Previously published writings are mixed with current reflections on the streams, forests, grasslands and mountains of a Canadian province whose ambivalence about the nature of place, the responsibilities of citizens and the temptations of resource-based prosperity continues to mar the landscape and raise questions about the future. Challenging, eye-opening, instructive and soul-searching, this collection nonetheless delivers an overriding message of hope and possibilities. Alberta is our place now; we can still sustain the best of it, and bring out the best in ourselves, if we choose to know it well and care for it better.
About the author
Kevin Van Tighem, a former superintendent at Banff National Park, has written more than 200 articles, stories and essays on conservation and wildlife which have garnered him many awards, including Western Magazine Awards, Outdoor Writers of Canada book and magazine awards and the Journey Award for Fiction. He is the author of Bears Without Fear (RMB 2013), The Homeward Wolf (RMB 2013) and Heart Waters: Sources of the Bow River (RMB 2015). His next book (to be published by RMB in 2017) will be a series of essays that reflect on the ecology, conservation history, missed opportunities and emerging possibilities of Alberta, a place that could have been about so much more than oil. He lives with his wife, Gail, in Canmore, Alberta.

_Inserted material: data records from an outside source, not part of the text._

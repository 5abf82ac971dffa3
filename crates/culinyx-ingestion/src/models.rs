//! Data models for the segmentation pipeline.

use serde::{Deserialize, Serialize};

use crate::error::{IngestError, Result};

/// One physical page of the document. `text` may be empty (illustrations,
/// section dividers); the page is kept anyway so page numbers stay aligned.
#[derive(Debug, Clone, PartialEq, Serialize, Deserialize)]
pub struct Page {
    /// 1-based, matches the document's pagination.
    pub number: u32,
    pub text: String,
}

/// One entry of the document's navigational outline, in document order.
#[derive(Debug, Clone, PartialEq, Serialize, Deserialize)]
pub struct OutlineEntry {
    /// Nesting depth, 1 = top-level section.
    pub level: u32,
    pub title: String,
    pub start_page: u32,
}

/// An outline entry at the recipe-marking level, after filtering and
/// sorting by `start_page`.
#[derive(Debug, Clone, PartialEq, Serialize, Deserialize)]
pub struct RecipeBoundary {
    pub title: String,
    pub start_page: u32,
}

/// A recipe with all of its page text aggregated in page order.
/// The title is the identity key: duplicate outline titles collapse into
/// one recipe.
#[derive(Debug, Clone, PartialEq, Serialize, Deserialize)]
pub struct Recipe {
    pub title: String,
    pub description: String,
}

/// A bounded-length piece of a recipe's text, the unit that gets embedded.
#[derive(Debug, Clone, PartialEq, Serialize, Deserialize)]
pub struct Fragment {
    pub content: String,
    pub recipe_title: String,
}

/// Where in the document the recipes live.
///
/// These are document-specific discoveries (which outline level marks a
/// recipe, which page range holds recipe content) supplied as configuration,
/// never inferred or hardcoded.
#[derive(Debug, Clone, PartialEq, Serialize, Deserialize)]
pub struct SegmentConfig {
    /// Outline level whose entries mark recipe starts.
    pub recipe_level: u32,
    /// First page (inclusive) eligible to contain recipe content.
    pub content_start_page: u32,
    /// Last page (inclusive) eligible to contain recipe content.
    pub content_end_page: u32,
}

impl SegmentConfig {
    pub fn new(recipe_level: u32, content_start_page: u32, content_end_page: u32) -> Result<Self> {
        let cfg = Self {
            recipe_level,
            content_start_page,
            content_end_page,
        };
        cfg.validate()?;
        Ok(cfg)
    }

    pub fn validate(&self) -> Result<()> {
        if self.recipe_level == 0 {
            return Err(IngestError::InvalidConfig(
                "recipe_level must be at least 1".to_string(),
            ));
        }
        if self.content_start_page == 0 {
            return Err(IngestError::InvalidConfig(
                "content_start_page must be at least 1".to_string(),
            ));
        }
        if self.content_end_page < self.content_start_page {
            return Err(IngestError::InvalidConfig(format!(
                "content_end_page {} is before content_start_page {}",
                self.content_end_page, self.content_start_page
            )));
        }
        Ok(())
    }

    pub fn contains(&self, page_number: u32) -> bool {
        page_number >= self.content_start_page && page_number <= self.content_end_page
    }
}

"Kevin Van Tighem...writes of the Alberta that was, of the changes that are potentially destroying it, and of the Alberta he hopes to preserve and safeguard."
It’s a joy to read, and whether Van Tighem is discussing forest management, the role of humans as stewards of the land, or Alberta’s policies towards predator control, he is always eloquent and convincing.
Van Tighem has spent a lifetime in the Alberta wilderness and both his love for it and his anguish at its sustained degradation ooze from the page.